**Instructions to follow:** Please go through the records below and return every line holding the word "EINTR".

**Data entries:**
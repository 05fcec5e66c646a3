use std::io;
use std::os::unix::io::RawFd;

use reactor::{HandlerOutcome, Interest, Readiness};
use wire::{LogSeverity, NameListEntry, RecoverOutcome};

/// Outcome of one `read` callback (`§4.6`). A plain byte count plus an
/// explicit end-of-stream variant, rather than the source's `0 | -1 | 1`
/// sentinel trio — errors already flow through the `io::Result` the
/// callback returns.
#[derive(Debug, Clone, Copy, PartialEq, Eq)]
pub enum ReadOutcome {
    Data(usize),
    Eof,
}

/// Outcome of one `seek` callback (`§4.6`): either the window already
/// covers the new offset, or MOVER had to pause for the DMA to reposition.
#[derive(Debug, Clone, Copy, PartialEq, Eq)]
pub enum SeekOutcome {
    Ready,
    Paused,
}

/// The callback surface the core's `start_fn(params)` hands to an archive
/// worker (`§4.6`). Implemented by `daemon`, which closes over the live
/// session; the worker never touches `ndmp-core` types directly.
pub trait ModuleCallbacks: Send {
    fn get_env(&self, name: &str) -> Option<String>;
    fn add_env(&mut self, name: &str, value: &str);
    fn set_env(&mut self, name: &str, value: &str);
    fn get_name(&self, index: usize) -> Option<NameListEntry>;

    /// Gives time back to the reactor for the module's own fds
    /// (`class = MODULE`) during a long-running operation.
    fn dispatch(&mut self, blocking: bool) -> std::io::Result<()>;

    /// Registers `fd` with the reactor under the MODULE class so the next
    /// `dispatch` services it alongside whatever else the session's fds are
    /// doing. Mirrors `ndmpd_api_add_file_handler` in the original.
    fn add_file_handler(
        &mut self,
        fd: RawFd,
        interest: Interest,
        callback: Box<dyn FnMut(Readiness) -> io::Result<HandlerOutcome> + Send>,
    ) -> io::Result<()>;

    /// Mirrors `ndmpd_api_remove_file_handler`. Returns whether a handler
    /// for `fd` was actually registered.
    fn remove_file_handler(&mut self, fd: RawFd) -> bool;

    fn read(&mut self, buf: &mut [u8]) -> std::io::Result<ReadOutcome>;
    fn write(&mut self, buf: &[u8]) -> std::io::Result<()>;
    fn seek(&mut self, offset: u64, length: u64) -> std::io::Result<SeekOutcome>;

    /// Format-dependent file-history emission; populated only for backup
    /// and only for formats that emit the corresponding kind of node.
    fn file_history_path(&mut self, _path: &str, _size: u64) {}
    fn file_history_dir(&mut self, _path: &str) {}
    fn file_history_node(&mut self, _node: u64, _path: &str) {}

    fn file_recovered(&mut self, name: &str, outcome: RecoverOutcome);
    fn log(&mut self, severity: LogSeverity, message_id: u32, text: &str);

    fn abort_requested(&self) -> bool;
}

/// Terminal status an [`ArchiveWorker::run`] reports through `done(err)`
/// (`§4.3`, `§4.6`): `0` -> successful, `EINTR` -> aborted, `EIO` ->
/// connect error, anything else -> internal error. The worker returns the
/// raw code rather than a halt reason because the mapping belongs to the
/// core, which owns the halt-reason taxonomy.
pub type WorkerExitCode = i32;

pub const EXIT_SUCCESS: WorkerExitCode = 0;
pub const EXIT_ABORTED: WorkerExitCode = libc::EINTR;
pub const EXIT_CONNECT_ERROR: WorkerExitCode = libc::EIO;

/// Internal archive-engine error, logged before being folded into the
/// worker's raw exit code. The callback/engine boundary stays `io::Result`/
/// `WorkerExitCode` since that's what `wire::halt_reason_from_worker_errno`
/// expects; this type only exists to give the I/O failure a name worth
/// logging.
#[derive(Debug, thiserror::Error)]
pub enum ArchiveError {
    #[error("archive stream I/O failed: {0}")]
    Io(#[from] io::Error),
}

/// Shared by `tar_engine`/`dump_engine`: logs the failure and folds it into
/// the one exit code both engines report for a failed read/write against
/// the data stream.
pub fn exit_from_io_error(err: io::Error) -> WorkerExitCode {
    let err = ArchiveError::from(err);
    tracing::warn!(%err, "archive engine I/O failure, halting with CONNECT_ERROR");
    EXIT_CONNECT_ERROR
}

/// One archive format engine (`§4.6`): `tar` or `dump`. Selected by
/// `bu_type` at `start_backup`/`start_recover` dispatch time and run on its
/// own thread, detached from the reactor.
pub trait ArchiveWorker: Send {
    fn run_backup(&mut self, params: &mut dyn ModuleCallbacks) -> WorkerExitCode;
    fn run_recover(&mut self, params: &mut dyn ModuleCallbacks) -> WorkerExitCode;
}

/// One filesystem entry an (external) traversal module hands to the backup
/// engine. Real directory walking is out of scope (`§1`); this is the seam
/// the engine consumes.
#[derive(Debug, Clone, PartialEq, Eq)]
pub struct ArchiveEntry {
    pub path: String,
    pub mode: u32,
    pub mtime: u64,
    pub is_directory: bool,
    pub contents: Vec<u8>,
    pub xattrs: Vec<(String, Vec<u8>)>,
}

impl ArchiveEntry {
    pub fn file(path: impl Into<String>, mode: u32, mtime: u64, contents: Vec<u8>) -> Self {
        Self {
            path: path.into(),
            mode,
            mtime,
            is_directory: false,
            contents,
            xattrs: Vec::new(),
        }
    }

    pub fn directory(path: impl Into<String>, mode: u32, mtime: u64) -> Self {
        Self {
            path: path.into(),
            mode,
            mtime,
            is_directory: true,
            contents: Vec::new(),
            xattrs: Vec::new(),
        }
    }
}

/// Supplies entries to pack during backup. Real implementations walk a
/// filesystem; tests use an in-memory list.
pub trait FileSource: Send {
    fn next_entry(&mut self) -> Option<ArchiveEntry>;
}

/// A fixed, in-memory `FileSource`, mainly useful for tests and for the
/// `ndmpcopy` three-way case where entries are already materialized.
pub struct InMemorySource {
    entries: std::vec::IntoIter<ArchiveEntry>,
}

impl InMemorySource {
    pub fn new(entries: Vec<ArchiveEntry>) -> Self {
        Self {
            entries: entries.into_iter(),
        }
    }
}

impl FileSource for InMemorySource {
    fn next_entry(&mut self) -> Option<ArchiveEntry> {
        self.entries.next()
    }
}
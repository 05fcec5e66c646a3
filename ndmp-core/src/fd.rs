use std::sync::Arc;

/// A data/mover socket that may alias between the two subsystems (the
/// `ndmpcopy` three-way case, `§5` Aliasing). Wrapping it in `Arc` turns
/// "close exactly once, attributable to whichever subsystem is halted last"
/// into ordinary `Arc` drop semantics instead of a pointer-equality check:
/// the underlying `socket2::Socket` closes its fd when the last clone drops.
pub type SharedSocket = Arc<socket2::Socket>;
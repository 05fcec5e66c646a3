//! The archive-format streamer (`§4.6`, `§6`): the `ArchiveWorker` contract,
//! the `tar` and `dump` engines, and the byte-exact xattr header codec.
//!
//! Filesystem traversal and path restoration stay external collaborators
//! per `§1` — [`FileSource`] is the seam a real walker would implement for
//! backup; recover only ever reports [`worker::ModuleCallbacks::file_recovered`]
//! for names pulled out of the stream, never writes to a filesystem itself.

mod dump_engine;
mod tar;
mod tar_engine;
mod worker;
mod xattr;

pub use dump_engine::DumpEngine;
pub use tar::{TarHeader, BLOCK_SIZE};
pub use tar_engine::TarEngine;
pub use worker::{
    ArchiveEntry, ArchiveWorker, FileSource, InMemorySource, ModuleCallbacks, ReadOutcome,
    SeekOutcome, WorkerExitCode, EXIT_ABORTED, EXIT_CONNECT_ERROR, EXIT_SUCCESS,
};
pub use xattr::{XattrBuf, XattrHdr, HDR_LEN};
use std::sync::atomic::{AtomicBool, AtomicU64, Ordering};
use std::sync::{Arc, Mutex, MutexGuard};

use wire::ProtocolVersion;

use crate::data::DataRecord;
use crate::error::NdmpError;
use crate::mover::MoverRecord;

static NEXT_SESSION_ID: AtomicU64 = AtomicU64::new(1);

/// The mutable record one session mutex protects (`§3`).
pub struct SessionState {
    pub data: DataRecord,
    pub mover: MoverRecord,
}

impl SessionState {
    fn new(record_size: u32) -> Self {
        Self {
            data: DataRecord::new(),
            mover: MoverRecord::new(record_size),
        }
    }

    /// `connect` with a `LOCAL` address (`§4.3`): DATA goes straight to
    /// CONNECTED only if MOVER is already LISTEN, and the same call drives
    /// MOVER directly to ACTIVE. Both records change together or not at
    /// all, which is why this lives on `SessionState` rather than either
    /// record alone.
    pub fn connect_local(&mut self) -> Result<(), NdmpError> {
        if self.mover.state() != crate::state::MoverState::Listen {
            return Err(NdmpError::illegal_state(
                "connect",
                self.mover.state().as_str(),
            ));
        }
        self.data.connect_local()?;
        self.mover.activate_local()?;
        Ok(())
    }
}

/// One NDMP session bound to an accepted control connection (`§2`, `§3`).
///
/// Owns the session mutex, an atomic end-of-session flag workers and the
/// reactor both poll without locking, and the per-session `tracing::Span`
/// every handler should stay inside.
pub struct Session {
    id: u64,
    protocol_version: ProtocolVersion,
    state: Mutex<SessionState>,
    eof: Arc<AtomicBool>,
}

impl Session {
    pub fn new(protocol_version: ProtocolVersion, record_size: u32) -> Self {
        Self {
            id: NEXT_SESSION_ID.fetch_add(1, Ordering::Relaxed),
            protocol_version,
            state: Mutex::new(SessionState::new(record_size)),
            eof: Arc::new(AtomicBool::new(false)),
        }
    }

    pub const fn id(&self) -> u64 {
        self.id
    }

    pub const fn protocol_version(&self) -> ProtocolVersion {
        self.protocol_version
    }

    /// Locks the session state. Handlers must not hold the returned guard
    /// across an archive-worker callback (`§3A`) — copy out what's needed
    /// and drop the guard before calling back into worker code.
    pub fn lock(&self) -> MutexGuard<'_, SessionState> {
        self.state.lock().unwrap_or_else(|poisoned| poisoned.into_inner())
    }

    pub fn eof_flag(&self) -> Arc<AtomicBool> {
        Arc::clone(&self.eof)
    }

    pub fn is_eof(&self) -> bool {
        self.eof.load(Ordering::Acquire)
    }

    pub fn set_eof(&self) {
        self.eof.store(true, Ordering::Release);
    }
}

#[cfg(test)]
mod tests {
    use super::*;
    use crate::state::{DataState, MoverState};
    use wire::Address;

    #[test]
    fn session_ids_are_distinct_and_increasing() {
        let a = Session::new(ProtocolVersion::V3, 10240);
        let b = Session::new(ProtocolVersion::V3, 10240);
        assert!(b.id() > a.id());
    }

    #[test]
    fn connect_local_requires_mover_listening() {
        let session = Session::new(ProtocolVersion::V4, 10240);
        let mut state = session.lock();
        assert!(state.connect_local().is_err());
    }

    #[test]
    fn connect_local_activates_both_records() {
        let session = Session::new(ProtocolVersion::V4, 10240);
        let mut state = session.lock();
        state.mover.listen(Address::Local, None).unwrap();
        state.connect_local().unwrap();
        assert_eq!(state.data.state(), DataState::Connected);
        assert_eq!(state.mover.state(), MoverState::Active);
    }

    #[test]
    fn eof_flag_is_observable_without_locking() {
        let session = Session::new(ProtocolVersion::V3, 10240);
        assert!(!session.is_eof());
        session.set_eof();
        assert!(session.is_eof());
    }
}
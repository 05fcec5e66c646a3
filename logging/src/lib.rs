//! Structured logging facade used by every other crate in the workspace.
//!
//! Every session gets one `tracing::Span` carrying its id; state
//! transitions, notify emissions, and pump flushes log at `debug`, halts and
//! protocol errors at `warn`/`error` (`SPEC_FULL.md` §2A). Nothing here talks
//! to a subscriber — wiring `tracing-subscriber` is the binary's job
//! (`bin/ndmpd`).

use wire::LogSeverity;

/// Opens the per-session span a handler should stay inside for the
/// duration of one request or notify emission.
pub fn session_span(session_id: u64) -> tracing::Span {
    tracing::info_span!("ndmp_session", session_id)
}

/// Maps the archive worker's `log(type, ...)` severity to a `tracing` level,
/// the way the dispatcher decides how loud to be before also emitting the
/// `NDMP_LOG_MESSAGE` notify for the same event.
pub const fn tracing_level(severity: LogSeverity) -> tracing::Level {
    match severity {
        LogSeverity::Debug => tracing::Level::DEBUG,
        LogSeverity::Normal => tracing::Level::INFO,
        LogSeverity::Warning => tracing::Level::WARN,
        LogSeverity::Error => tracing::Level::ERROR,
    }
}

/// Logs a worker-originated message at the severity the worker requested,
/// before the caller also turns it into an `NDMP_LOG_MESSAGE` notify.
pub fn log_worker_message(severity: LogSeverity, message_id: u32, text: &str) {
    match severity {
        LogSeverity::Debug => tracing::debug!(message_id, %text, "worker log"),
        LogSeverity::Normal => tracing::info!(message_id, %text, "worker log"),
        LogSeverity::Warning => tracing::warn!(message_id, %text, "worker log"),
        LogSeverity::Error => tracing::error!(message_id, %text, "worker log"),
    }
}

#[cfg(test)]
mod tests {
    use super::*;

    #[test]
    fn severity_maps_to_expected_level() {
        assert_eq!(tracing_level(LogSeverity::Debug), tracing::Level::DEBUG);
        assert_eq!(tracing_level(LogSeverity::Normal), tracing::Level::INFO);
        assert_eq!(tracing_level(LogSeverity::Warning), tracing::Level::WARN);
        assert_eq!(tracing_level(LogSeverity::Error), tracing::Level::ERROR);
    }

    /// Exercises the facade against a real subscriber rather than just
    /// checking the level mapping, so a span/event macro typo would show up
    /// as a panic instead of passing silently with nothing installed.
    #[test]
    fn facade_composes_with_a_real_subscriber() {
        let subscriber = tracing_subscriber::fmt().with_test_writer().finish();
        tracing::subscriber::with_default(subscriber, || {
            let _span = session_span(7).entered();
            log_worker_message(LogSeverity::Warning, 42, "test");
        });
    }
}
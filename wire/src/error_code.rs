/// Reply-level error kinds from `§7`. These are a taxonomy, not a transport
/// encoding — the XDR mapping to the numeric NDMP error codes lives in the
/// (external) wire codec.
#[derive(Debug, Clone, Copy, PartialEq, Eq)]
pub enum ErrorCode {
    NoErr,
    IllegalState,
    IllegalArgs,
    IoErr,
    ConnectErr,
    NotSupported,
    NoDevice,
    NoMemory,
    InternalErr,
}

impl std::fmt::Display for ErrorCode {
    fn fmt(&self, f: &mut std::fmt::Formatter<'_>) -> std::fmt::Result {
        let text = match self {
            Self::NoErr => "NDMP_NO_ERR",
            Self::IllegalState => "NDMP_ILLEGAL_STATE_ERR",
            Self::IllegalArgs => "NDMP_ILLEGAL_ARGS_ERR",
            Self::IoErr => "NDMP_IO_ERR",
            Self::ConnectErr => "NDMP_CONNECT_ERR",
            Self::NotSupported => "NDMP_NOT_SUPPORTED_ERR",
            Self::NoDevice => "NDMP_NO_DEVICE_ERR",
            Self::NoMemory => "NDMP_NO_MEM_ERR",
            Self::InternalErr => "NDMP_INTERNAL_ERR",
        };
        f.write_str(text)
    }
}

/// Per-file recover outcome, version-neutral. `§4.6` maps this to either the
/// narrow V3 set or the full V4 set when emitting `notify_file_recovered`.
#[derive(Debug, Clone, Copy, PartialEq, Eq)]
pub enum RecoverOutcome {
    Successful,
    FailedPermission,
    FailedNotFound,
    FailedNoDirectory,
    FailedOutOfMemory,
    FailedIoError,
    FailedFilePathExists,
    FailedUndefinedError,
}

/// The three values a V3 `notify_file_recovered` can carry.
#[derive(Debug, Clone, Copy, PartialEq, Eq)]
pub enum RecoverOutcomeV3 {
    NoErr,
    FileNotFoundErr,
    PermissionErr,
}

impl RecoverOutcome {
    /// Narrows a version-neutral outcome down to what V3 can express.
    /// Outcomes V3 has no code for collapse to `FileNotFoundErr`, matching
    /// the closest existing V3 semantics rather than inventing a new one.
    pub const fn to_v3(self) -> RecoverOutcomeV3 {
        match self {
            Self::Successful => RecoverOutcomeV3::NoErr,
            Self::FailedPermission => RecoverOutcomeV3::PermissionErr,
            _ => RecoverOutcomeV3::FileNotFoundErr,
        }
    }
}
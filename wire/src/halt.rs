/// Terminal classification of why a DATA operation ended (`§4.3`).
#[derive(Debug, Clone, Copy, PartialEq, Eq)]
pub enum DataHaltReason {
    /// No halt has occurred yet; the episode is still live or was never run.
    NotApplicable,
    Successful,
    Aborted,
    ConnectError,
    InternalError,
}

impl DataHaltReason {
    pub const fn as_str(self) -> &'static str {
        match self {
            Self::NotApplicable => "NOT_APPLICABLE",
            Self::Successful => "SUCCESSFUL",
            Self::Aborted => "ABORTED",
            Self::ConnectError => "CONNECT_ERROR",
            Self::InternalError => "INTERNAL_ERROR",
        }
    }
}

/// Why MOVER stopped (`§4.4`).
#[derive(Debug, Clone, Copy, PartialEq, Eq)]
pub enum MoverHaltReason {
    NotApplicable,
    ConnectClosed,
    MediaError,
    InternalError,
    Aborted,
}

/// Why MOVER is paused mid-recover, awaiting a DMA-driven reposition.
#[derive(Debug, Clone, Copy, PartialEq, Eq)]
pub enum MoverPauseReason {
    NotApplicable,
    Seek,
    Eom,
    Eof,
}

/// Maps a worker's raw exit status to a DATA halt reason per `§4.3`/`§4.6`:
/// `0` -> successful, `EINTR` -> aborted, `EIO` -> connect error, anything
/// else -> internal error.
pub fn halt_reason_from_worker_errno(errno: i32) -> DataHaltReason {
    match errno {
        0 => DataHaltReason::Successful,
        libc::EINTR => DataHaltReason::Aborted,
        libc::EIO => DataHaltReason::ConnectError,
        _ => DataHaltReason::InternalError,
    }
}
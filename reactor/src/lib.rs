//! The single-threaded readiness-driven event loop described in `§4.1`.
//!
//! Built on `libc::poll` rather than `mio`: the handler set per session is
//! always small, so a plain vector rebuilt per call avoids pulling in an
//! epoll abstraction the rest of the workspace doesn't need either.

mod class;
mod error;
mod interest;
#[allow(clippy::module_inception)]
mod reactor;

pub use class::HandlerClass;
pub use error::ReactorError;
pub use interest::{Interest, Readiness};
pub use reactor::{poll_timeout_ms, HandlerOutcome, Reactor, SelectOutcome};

**Answer area:**
/// (`§4.3`, `§4.6`): `0` -> successful, `EINTR` -> aborted, `EIO` ->
pub const EXIT_ABORTED: WorkerExitCode = libc::EINTR;
/// `0` -> successful, `EINTR` -> aborted, `EIO` -> connect error, anything
        libc::EINTR => DataHaltReason::Aborted,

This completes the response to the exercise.